Others like Vijay Pallod, a community senior from Houston, said the election results in Gujarat were perfect and established the people’s choice. “But this is also true that the results also sent messages to the BJP that became somewhat arrogant going by the way they tried to grab the seat of Ahmed Patel, the Congress party leader from Gujarat. This is one of the reason they could not cross 99 mark. Hopefully, they will learn the lesson,” Pallod said.

Barai said that although he was not fighting the election, the Modi aura is still very much there in Gujarat. “I can tell you that if it not for Modi, BJP would have a tougher time this time in Gujarat,” Barai said.

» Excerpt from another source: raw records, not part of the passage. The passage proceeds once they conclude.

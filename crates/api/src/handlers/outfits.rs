//! Handlers for outfits: filtered listing with smart-collection counts,
//! CRUD, favorite toggling, and duplication.
//!
//! All endpoints require authentication via [`AuthUser`] and only ever
//! see the caller's own outfits.

use axum::extract::{Path, Query, State};
use axum::http::StatusCode;
use axum::response::IntoResponse;
use axum::Json;
use best_dressed_core::error::CoreError;
use best_dressed_core::outfit::{is_valid_occasion, is_valid_season};
use best_dressed_core::types::DbId;
use best_dressed_db::models::outfit::{CollectionCounts, CreateOutfit, OutfitWithItems, OutfitWrite};
use best_dressed_db::repositories::{OutfitRepo, WardrobeItemRepo};
use serde::Serialize;

use crate::error::{AppError, AppResult};
use crate::middleware::auth::AuthUser;
use crate::query::OutfitParams;
use crate::response::{DataResponse, MessageResponse};
use crate::state::AppState;

// ---------------------------------------------------------------------------
// Response types
// ---------------------------------------------------------------------------

#[derive(Debug, Serialize)]
pub struct OutfitPage {
    pub outfits: Vec<OutfitWithItems>,
    pub collection_counts: CollectionCounts,
    pub collection: Option<&'static str>,
    pub occasion: Option<String>,
    pub season: Option<String>,
    pub favorites: bool,
    pub search: Option<String>,
    pub sort: &'static str,
}

/// Outcome of a create or edit. A taken name is reported, not raised.
#[derive(Debug, Serialize)]
pub struct OutfitWriteResponse {
    #[serde(skip_serializing_if = "Option::is_none")]
    pub created: Option<bool>,
    #[serde(skip_serializing_if = "Option::is_none")]
    pub updated: Option<bool>,
    pub message: String,
    #[serde(skip_serializing_if = "Option::is_none")]
    pub outfit: Option<OutfitWithItems>,
}

#[derive(Debug, Serialize)]
pub struct FavoriteToggle {
    pub success: bool,
    pub is_favorite: bool,
}

// ---------------------------------------------------------------------------
// Listing
// ---------------------------------------------------------------------------

/// GET /outfits/
///
/// The caller's outfits after applying `collection` (or the
/// occasion/season/favorites triple), `search`, and `sort`. Collection
/// counts ignore the active filter.
pub async fn list_outfits(
    auth: AuthUser,
    State(state): State<AppState>,
    Query(params): Query<OutfitParams>,
) -> AppResult<impl IntoResponse> {
    let filter = params.to_filter();

    let outfits = OutfitRepo::list(&state.pool, auth.user_id, &filter).await?;
    let collection_counts = OutfitRepo::collection_counts(&state.pool, auth.user_id).await?;

    Ok(Json(DataResponse {
        data: OutfitPage {
            outfits,
            collection_counts,
            collection: filter.collection.map(|c| c.as_str()),
            occasion: filter.occasion,
            season: filter.season,
            favorites: filter.favorites_only,
            search: filter.search,
            sort: filter.sort.as_str(),
        },
    }))
}

/// GET /outfits/{id}/
pub async fn outfit_detail(
    auth: AuthUser,
    State(state): State<AppState>,
    Path(outfit_id): Path<DbId>,
) -> AppResult<impl IntoResponse> {
    let outfit = find_owned(&state, outfit_id, auth.user_id).await?;
    Ok(Json(DataResponse { data: outfit }))
}

// ---------------------------------------------------------------------------
// Create / edit / delete
// ---------------------------------------------------------------------------

/// POST /outfits/create/
///
/// 201 on success. A name the caller already uses yields 200 with
/// `created: false` and nothing written.
pub async fn create_outfit(
    auth: AuthUser,
    State(state): State<AppState>,
    Json(input): Json<CreateOutfit>,
) -> AppResult<impl IntoResponse> {
    let input = validate_outfit(&state, auth.user_id, input).await?;

    let response = match OutfitRepo::create(&state.pool, auth.user_id, &input).await? {
        OutfitWrite::Saved(outfit) => {
            tracing::info!(outfit_id = outfit.outfit.id, user_id = auth.user_id, "Outfit created");
            (
                StatusCode::CREATED,
                Json(OutfitWriteResponse {
                    created: Some(true),
                    updated: None,
                    message: format!("Outfit \"{}\" created successfully!", outfit.outfit.name),
                    outfit: Some(outfit),
                }),
            )
        }
        OutfitWrite::NameTaken => (
            StatusCode::OK,
            Json(OutfitWriteResponse {
                created: Some(false),
                updated: None,
                message: name_taken_message(&input.name),
                outfit: None,
            }),
        ),
    };

    Ok(response)
}

/// GET /outfits/{id}/edit/
pub async fn edit_form(
    auth: AuthUser,
    State(state): State<AppState>,
    Path(outfit_id): Path<DbId>,
) -> AppResult<impl IntoResponse> {
    let outfit = find_owned(&state, outfit_id, auth.user_id).await?;
    Ok(Json(DataResponse { data: outfit }))
}

/// POST /outfits/{id}/edit/
///
/// Replace every field and the item set in one transaction.
pub async fn edit_outfit(
    auth: AuthUser,
    State(state): State<AppState>,
    Path(outfit_id): Path<DbId>,
    Json(input): Json<CreateOutfit>,
) -> AppResult<impl IntoResponse> {
    let input = validate_outfit(&state, auth.user_id, input).await?;

    let write = OutfitRepo::update(&state.pool, outfit_id, auth.user_id, &input)
        .await?
        .ok_or_else(|| AppError::not_found("Outfit", outfit_id))?;

    let response = match write {
        OutfitWrite::Saved(outfit) => {
            tracing::info!(outfit_id, user_id = auth.user_id, "Outfit updated");
            OutfitWriteResponse {
                created: None,
                updated: Some(true),
                message: format!("Outfit \"{}\" updated successfully!", outfit.outfit.name),
                outfit: Some(outfit),
            }
        }
        OutfitWrite::NameTaken => OutfitWriteResponse {
            created: None,
            updated: Some(false),
            message: name_taken_message(&input.name),
            outfit: None,
        },
    };

    Ok(Json(response))
}

/// POST /outfits/{id}/delete/
pub async fn delete_outfit(
    auth: AuthUser,
    State(state): State<AppState>,
    Path(outfit_id): Path<DbId>,
) -> AppResult<impl IntoResponse> {
    let outfit = OutfitRepo::find_for_user(&state.pool, outfit_id, auth.user_id)
        .await?
        .ok_or_else(|| AppError::not_found("Outfit", outfit_id))?;

    if !OutfitRepo::delete(&state.pool, outfit_id, auth.user_id).await? {
        return Err(AppError::not_found("Outfit", outfit_id));
    }

    tracing::info!(outfit_id, user_id = auth.user_id, "Outfit deleted");
    Ok(Json(MessageResponse::text(format!(
        "Outfit \"{}\" deleted successfully!",
        outfit.name
    ))))
}

// ---------------------------------------------------------------------------
// Favorite / duplicate
// ---------------------------------------------------------------------------

/// POST /outfits/{id}/toggle_favorite/
pub async fn toggle_favorite(
    auth: AuthUser,
    State(state): State<AppState>,
    Path(outfit_id): Path<DbId>,
) -> AppResult<impl IntoResponse> {
    let is_favorite = OutfitRepo::toggle_favorite(&state.pool, outfit_id, auth.user_id)
        .await?
        .ok_or_else(|| AppError::not_found("Outfit", outfit_id))?;

    Ok(Json(FavoriteToggle {
        success: true,
        is_favorite,
    }))
}

/// POST /outfits/{id}/duplicate/
///
/// Copy named `"<name> (Copy)"` (numbered when taken), not a favorite.
pub async fn duplicate_outfit(
    auth: AuthUser,
    State(state): State<AppState>,
    Path(outfit_id): Path<DbId>,
) -> AppResult<impl IntoResponse> {
    let copy = OutfitRepo::duplicate(&state.pool, outfit_id, auth.user_id)
        .await?
        .ok_or_else(|| AppError::not_found("Outfit", outfit_id))?;

    tracing::info!(
        outfit_id,
        copy_id = copy.outfit.id,
        user_id = auth.user_id,
        "Outfit duplicated",
    );
    Ok((
        StatusCode::CREATED,
        Json(MessageResponse::with(
            format!("Outfit duplicated as \"{}\".", copy.outfit.name),
            copy,
        )),
    ))
}

// ---------------------------------------------------------------------------
// Helpers
// ---------------------------------------------------------------------------

async fn find_owned(state: &AppState, outfit_id: DbId, user_id: DbId) -> AppResult<OutfitWithItems> {
    OutfitRepo::find_with_items(&state.pool, outfit_id, user_id)
        .await?
        .ok_or_else(|| AppError::not_found("Outfit", outfit_id))
}

fn name_taken_message(name: &str) -> String {
    format!("You already have an outfit named \"{name}\". Please choose a different name.")
}

/// Check the form fields and that every linked item belongs to the caller.
async fn validate_outfit(
    state: &AppState,
    user_id: DbId,
    input: CreateOutfit,
) -> AppResult<CreateOutfit> {
    let input = normalize_outfit(input)?;

    let owned = WardrobeItemRepo::owned_ids(&state.pool, user_id, &input.items).await?;
    if let Some(foreign) = input.items.iter().find(|id| !owned.contains(id)) {
        return Err(AppError::BadRequest(format!(
            "Wardrobe item {foreign} is not in your wardrobe"
        )));
    }

    Ok(input)
}

fn normalize_outfit(input: CreateOutfit) -> Result<CreateOutfit, CoreError> {
    let name = input.name.trim().to_string();
    if name.is_empty() {
        return Err(CoreError::Validation("Outfit name is required".into()));
    }
    let occasion = input.occasion.trim().to_string();
    if !occasion.is_empty() && !is_valid_occasion(&occasion) {
        return Err(CoreError::Validation(format!("Invalid occasion '{occasion}'")));
    }
    let season = input.season.trim().to_string();
    if !season.is_empty() && !is_valid_season(&season) {
        return Err(CoreError::Validation(format!("Invalid season '{season}'")));
    }

    let mut items = input.items;
    items.sort_unstable();
    items.dedup();

    Ok(CreateOutfit {
        name,
        occasion,
        season,
        items,
        ..input
    })
}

Dr. Sampat Shivangi, president of Indian American Forum for Political Education, said the Gujarat election results were “eye-openers for all of us and a surprising and shocking outcome” even though it was a small victory.

“BJP under the leadership of Prime Minister Modi has done a tremendous job in uplifting the dormant economy, infrastructure improvement, including Bullet train to Gujarat,” Shivangi said. “All these did not bring the results that were expected. In democracy you cannot take your power for granted. People like Mrs. Indira Gandhi or Atal Bihari Vajpayee, who thought they were invincible, had bitter lessons to learn. BJP was so overconfident about its success that it forgot the basic tenet of humility in success that cost them millions of votes.”